Look for the word "hostname" in the data below, and copy every line that holds it.
----
//! Use-case derivation: fixed templates plus optional model refinement.

use tracing::{info, instrument, warn};

use casescout_gemini::GeminiClient;
use casescout_shared::{CompanyInfo, IndustryInfo, RunReporter};

/// Focus-area phrase used when company research produced none.
const DEFAULT_FOCUS_AREA: &str = "business growth";

/// Offering phrase used when company research produced none.
const DEFAULT_OFFERING: &str = "product optimization";

/// Trend phrase used when industry research produced none.
const DEFAULT_TREND: &str = "industry trend";

/// Upper bound on refined use cases kept from a model reply.
const MAX_REFINED: usize = 5;

/// Derive the three seed use cases from research findings.
///
/// Always returns exactly three entries. Each template slot takes the first
/// entry of its source list, or a generic phrase when that list is empty.
pub fn generate_use_cases(company: &CompanyInfo, industry: &IndustryInfo) -> Vec<String> {
    let focus_area = company
        .focus_areas
        .first()
        .map(String::as_str)
        .unwrap_or(DEFAULT_FOCUS_AREA);
    let offering = company
        .offerings
        .first()
        .map(String::as_str)
        .unwrap_or(DEFAULT_OFFERING);
    let trend = industry
        .trends
        .first()
        .map(String::as_str)
        .unwrap_or(DEFAULT_TREND);

    vec![
        format!("AI for improving {focus_area}"),
        format!("ML to optimize {offering}"),
        format!("GenAI to address {trend}"),
    ]
}

/// Ask the model to refine seed use cases into at most five sharper ones.
///
/// Degrades to the input unchanged when the model is unavailable, the call
/// fails, or the reply cleans down to nothing.
#[instrument(skip_all, fields(company = %company_name, seeds = use_cases.len()))]
pub async fn refine_use_cases(
    gemini: &GeminiClient,
    use_cases: Vec<String>,
    company_name: &str,
    industry: &str,
    reporter: &dyn RunReporter,
) -> Vec<String> {
    if !gemini.is_available() {
        info!("model unavailable, keeping seed use cases");
        return use_cases;
    }

    let prompt = format!(
        "Given the company '{company_name}' in the '{industry}' industry,\n\
         refine the following AI use case ideas into more specific, impactful, \
         and innovative suggestions:\n\
         {}\n\
         Limit to {MAX_REFINED} refined use cases.",
        use_cases.join(", ")
    );

    match gemini.generate(&prompt).await {
        Ok(text) => {
            let refined = parse_refined(&text);
            if refined.is_empty() {
                warn!("model reply cleaned down to nothing, keeping seeds");
                return use_cases;
            }
            info!(refined = refined.len(), "use cases refined");
            refined
        }
        Err(e) => {
            warn!("refinement failed: {e}");
            reporter.error(&format!("Error refining use cases: {e}"));
            use_cases
        }
    }
}

/// Split a model reply into cleaned use-case lines, keeping at most five.
fn parse_refined(text: &str) -> Vec<String> {
    text.lines()
        .map(clean_line)
        .filter(|line| !line.is_empty())
        .take(MAX_REFINED)
        .map(str::to_string)
        .collect()
}

/// Strip surrounding whitespace and bullet markers from one reply line.
fn clean_line(line: &str) -> &str {
    line.trim().trim_matches(['-', '*', ' ']).trim()
}

#[cfg(test)]
mod tests {
    use super::*;

    use std::sync::Mutex;

    use casescout_shared::GeminiConfig;
    use wiremock::matchers::method;
    use wiremock::{Mock, MockServer, ResponseTemplate};

    #[derive(Default)]
    struct RecordingReporter {
        errors: Mutex<Vec<String>>,
    }

    impl RunReporter for RecordingReporter {
        fn phase(&self, _name: &str) {}
        fn warning(&self, _message: &str) {}

        fn error(&self, message: &str) {
            self.errors.lock().unwrap().push(message.to_string());
        }

        fn lookup_progress(&self, _current: usize, _total: usize, _use_case: &str) {}
        fn finished(&self) {}
    }

    fn company(offerings: &[&str], focus_areas: &[&str]) -> CompanyInfo {
        CompanyInfo {
            offerings: offerings.iter().map(|s| s.to_string()).collect(),
            focus_areas: focus_areas.iter().map(|s| s.to_string()).collect(),
            url: None,
        }
    }

    fn industry(trends: &[&str]) -> IndustryInfo {
        IndustryInfo {
            trends: trends.iter().map(|s| s.to_string()).collect(),
            standards: vec![],
            url: None,
        }
    }

    fn gemini_against(server_uri: &str) -> GeminiClient {
        let config = GeminiConfig {
            base_url: server_uri.to_string(),
            ..GeminiConfig::default()
        };
        GeminiClient::with_api_key(&config, "test-key")
    }

    fn text_reply(text: &str) -> ResponseTemplate {
        ResponseTemplate::new(200).set_body_json(serde_json::json!({
            "candidates": [{"content": {"parts": [{"text": text}]}}]
        }))
    }

    #[test]
    fn seed_use_cases_substitute_research_findings() {
        let use_cases = generate_use_cases(
            &company(&["checkout API"], &["merchant retention"]),
            &industry(&["instant payments"]),
        );

        assert_eq!(
            use_cases,
            vec![
                "AI for improving merchant retention".to_string(),
                "ML to optimize checkout API".to_string(),
                "GenAI to address instant payments".to_string(),
            ]
        );
    }

    #[test]
    fn seed_use_cases_default_per_empty_source_list() {
        let use_cases = generate_use_cases(
            &company(&[], &["merchant retention"]),
            &industry(&[]),
        );

        assert_eq!(use_cases.len(), 3);
        assert_eq!(use_cases[0], "AI for improving merchant retention");
        assert_eq!(use_cases[1], "ML to optimize product optimization");
        assert_eq!(use_cases[2], "GenAI to address industry trend");
    }

    #[test]
    fn seed_use_cases_all_defaults_on_empty_research() {
        let use_cases = generate_use_cases(&CompanyInfo::default(), &IndustryInfo::default());

        assert_eq!(
            use_cases,
            vec![
                "AI for improving business growth".to_string(),
                "ML to optimize product optimization".to_string(),
                "GenAI to address industry trend".to_string(),
            ]
        );
    }

    #[tokio::test]
    async fn unavailable_model_keeps_seeds_unchanged() {
        let seeds = vec!["AI for improving x".to_string()];
        let reporter = RecordingReporter::default();

        let refined = refine_use_cases(
            &GeminiClient::unavailable("no key"),
            seeds.clone(),
            "Acme",
            "Retail",
            &reporter,
        )
        .await;

        assert_eq!(refined, seeds);
        assert!(reporter.errors.lock().unwrap().is_empty());
    }

    #[tokio::test]
    async fn refinement_strips_bullets_and_caps_at_five() {
        let server = MockServer::start().await;
        Mock::given(method("POST"))
            .respond_with(text_reply(
                "- Demand forecasting for produce\n\
                 * Vision-based shelf auditing\n\
                 \n\
                 Churn prediction for loyalty members\n\
                 - Generative planogram drafts\n\
                 - Supplier negotiation copilot\n\
                 - This sixth line is dropped",
            ))
            .mount(&server)
            .await;

        let reporter = RecordingReporter::default();
        let refined = refine_use_cases(
            &gemini_against(&server.uri()),
            vec!["seed".to_string()],
            "Acme",
            "Retail",
            &reporter,
        )
        .await;

        assert_eq!(
            refined,
            vec![
                "Demand forecasting for produce".to_string(),
                "Vision-based shelf auditing".to_string(),
                "Churn prediction for loyalty members".to_string(),
                "Generative planogram drafts".to_string(),
                "Supplier negotiation copilot".to_string(),
            ]
        );
    }

    #[tokio::test]
    async fn failed_refinement_returns_seeds_and_reports() {
        let server = MockServer::start().await;
        Mock::given(method("POST"))
            .respond_with(ResponseTemplate::new(500).set_body_string("backend down"))
            .mount(&server)
            .await;

        let seeds = vec!["AI for improving x".to_string(), "ML to optimize y".to_string()];
        let reporter = RecordingReporter::default();

        let refined = refine_use_cases(
            &gemini_against(&server.uri()),
            seeds.clone(),
            "Acme",
            "Retail",
            &reporter,
        )
        .await;

        assert_eq!(refined, seeds);
        let errors = reporter.errors.lock().unwrap();
        assert_eq!(errors.len(), 1);
        assert!(errors[0].starts_with("Error refining use cases:"));
    }

    #[tokio::test]
    async fn all_marker_reply_keeps_seeds() {
        let server = MockServer::start().await;
        Mock::given(method("POST"))
            .respond_with(text_reply("---\n* *\n- -"))
            .mount(&server)
            .await;

        let seeds = vec!["seed".to_string()];
        let reporter = RecordingReporter::default();
        let refined = refine_use_cases(
            &gemini_against(&server.uri()),
            seeds.clone(),
            "Acme",
            "Retail",
            &reporter,
        )
        .await;

        assert_eq!(refined, seeds);
    }

    #[test]
    fn line_cleaning_handles_markers_and_space() {
        assert_eq!(clean_line("- Fraud triage"), "Fraud triage");
        assert_eq!(clean_line("  * Fraud triage  "), "Fraud triage");
        assert_eq!(clean_line("1. Fraud triage"), "1. Fraud triage");
        assert_eq!(clean_line("---"), "");
    }
}
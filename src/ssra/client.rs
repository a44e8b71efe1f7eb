//! SSRA HTTP client
//!
//! Covers the three authority-side calls of the handoff chain: login,
//! gateway directory listing, and per-gateway connection brokering.

use reqwest::Client;
use serde::{Deserialize, Serialize};
use tracing::debug;

use super::cookies;
use crate::{Error, Result};

/// A gateway record from the SSRA directory
#[derive(Debug, Clone, Serialize, Deserialize)]
pub struct Gateway {
    /// SSRA-assigned gateway identifier
    pub id: u64,
    /// Display name as assigned in SSRA
    pub name: String,
    /// Gateway's own hostname (serves the handoff endpoint and lightsocket)
    pub hostname: String,
}

/// Credentials established by a successful login
#[derive(Debug, Clone)]
pub struct LoginSession {
    /// Bearer token for subsequent SSRA calls
    pub token: String,
    /// `sessionid` cookie value, threaded through to the gateway handshake
    pub session_id: String,
}

/// Login response body
#[derive(Debug, Deserialize)]
struct LoginBody {
    #[serde(default)]
    token: Option<String>,
}

/// Connection broker response body
#[derive(Debug, Deserialize)]
struct ConnectionBody {
    url: String,
}

/// Client for the SSRA session-relay authority
pub struct SsraClient {
    http: Client,
    base_url: String,
}

impl SsraClient {
    /// Create a client for the given SSRA base URL (scheme included,
    /// no trailing slash), e.g. `https://ssra.example.com`.
    pub fn new(base_url: impl Into<String>) -> Result<Self> {
        let http = Client::builder().build()?;
        Ok(Self {
            http,
            base_url: base_url.into(),
        })
    }

    /// Base URL this client talks to
    #[must_use]
    pub fn base_url(&self) -> &str {
        &self.base_url
    }

    /// Authenticate with email/password.
    ///
    /// Returns the bearer token from the response body and the `sessionid`
    /// cookie. A response missing either is an [`Error::Auth`]; non-2xx
    /// statuses propagate as [`Error::Api`] with no retry.
    pub async fn login(&self, email: &str, password: &str) -> Result<LoginSession> {
        let response = self
            .http
            .post(format!("{}/auth/local", self.base_url))
            .json(&serde_json::json!({ "email": email, "password": password }))
            .send()
            .await?;

        let status = response.status();
        if !status.is_success() {
            let body = response.text().await.unwrap_or_default();
            return Err(Error::Api(format!("login failed: HTTP {status} - {body}")));
        }

        let session_id = cookies::cookie_value(response.headers(), "sessionid")
            .ok_or_else(|| Error::Auth("login response carried no sessionid cookie".to_string()))?;

        let body: LoginBody = response.json().await?;
        let token = body
            .token
            .ok_or_else(|| Error::Auth("login response carried no token".to_string()))?;

        debug!("SSRA login complete");
        Ok(LoginSession { token, session_id })
    }

    /// List the gateways visible to the authenticated user, in server order.
    pub async fn gateways(&self, token: &str) -> Result<Vec<Gateway>> {
        let response = self
            .http
            .get(format!("{}/api/v1/gateways/mine", self.base_url))
            .bearer_auth(token)
            .send()
            .await?;

        let status = response.status();
        if !status.is_success() {
            let body = response.text().await.unwrap_or_default();
            return Err(Error::Api(format!(
                "gateway listing failed: HTTP {status} - {body}"
            )));
        }

        Ok(response.json().await?)
    }

    /// Resolve a gateway by its SSRA display name.
    ///
    /// First exact case-sensitive match in server order; duplicates silently
    /// resolve to the first. No match is `Ok(None)`, not an error.
    pub async fn gateway_by_name(&self, token: &str, name: &str) -> Result<Option<Gateway>> {
        let gateways = self.gateways(token).await?;
        Ok(find_by_name(&gateways, name).cloned())
    }

    /// Exchange a gateway id for its one-time connection URL.
    ///
    /// The returned URL carries the SSO `token` and `nonce` query parameters
    /// consumed by the gateway handoff.
    pub async fn connection_url(&self, token: &str, gateway_id: u64) -> Result<String> {
        let response = self
            .http
            .get(format!("{}/api/v1/connections/{gateway_id}", self.base_url))
            .bearer_auth(token)
            .send()
            .await?;

        let status = response.status();
        if !status.is_success() {
            let body = response.text().await.unwrap_or_default();
            return Err(Error::Api(format!(
                "connection brokering failed for gateway {gateway_id}: HTTP {status} - {body}"
            )));
        }

        let body: ConnectionBody = response.json().await?;
        Ok(body.url)
    }
}

/// First gateway whose name exactly equals `name`, in slice order.
#[must_use]
pub fn find_by_name<'a>(gateways: &'a [Gateway], name: &str) -> Option<&'a Gateway> {
    gateways.iter().find(|gateway| gateway.name == name)
}

#[cfg(test)]
mod tests {
    use pretty_assertions::assert_eq;

    use super::*;

    fn gateway(id: u64, name: &str) -> Gateway {
        Gateway {
            id,
            name: name.to_string(),
            hostname: format!("gw-{id}.example"),
        }
    }

    #[test]
    fn find_by_name_returns_first_exact_match() {
        let gateways = vec![
            gateway(1, "A"),
            gateway(2, "Gateway Name"),
            gateway(3, "Gateway Name"),
        ];
        let found = find_by_name(&gateways, "Gateway Name").unwrap();
        assert_eq!(found.id, 2);
    }

    #[test]
    fn find_by_name_is_case_sensitive() {
        let gateways = vec![gateway(1, "gateway name")];
        assert!(find_by_name(&gateways, "Gateway Name").is_none());
    }

    #[test]
    fn find_by_name_on_empty_directory() {
        assert!(find_by_name(&[], "Gateway Name").is_none());
    }

    #[test]
    fn gateway_record_ignores_unknown_fields() {
        let raw = r#"{"id":7,"name":"N","hostname":"h.example","firmware":"1.2.3"}"#;
        let parsed: Gateway = serde_json::from_str(raw).unwrap();
        assert_eq!(parsed.id, 7);
        assert_eq!(parsed.hostname, "h.example");
    }
}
----
- Answer section -
    /// Gateway's own hostname (serves the handoff endpoint and lightsocket)
    pub hostname: String,
            hostname: format!("gw-{id}.example"),
        let raw = r#"{"id":7,"name":"N","hostname":"h.example","firmware":"1.2.3"}"#;
        assert_eq!(parsed.hostname, "h.example");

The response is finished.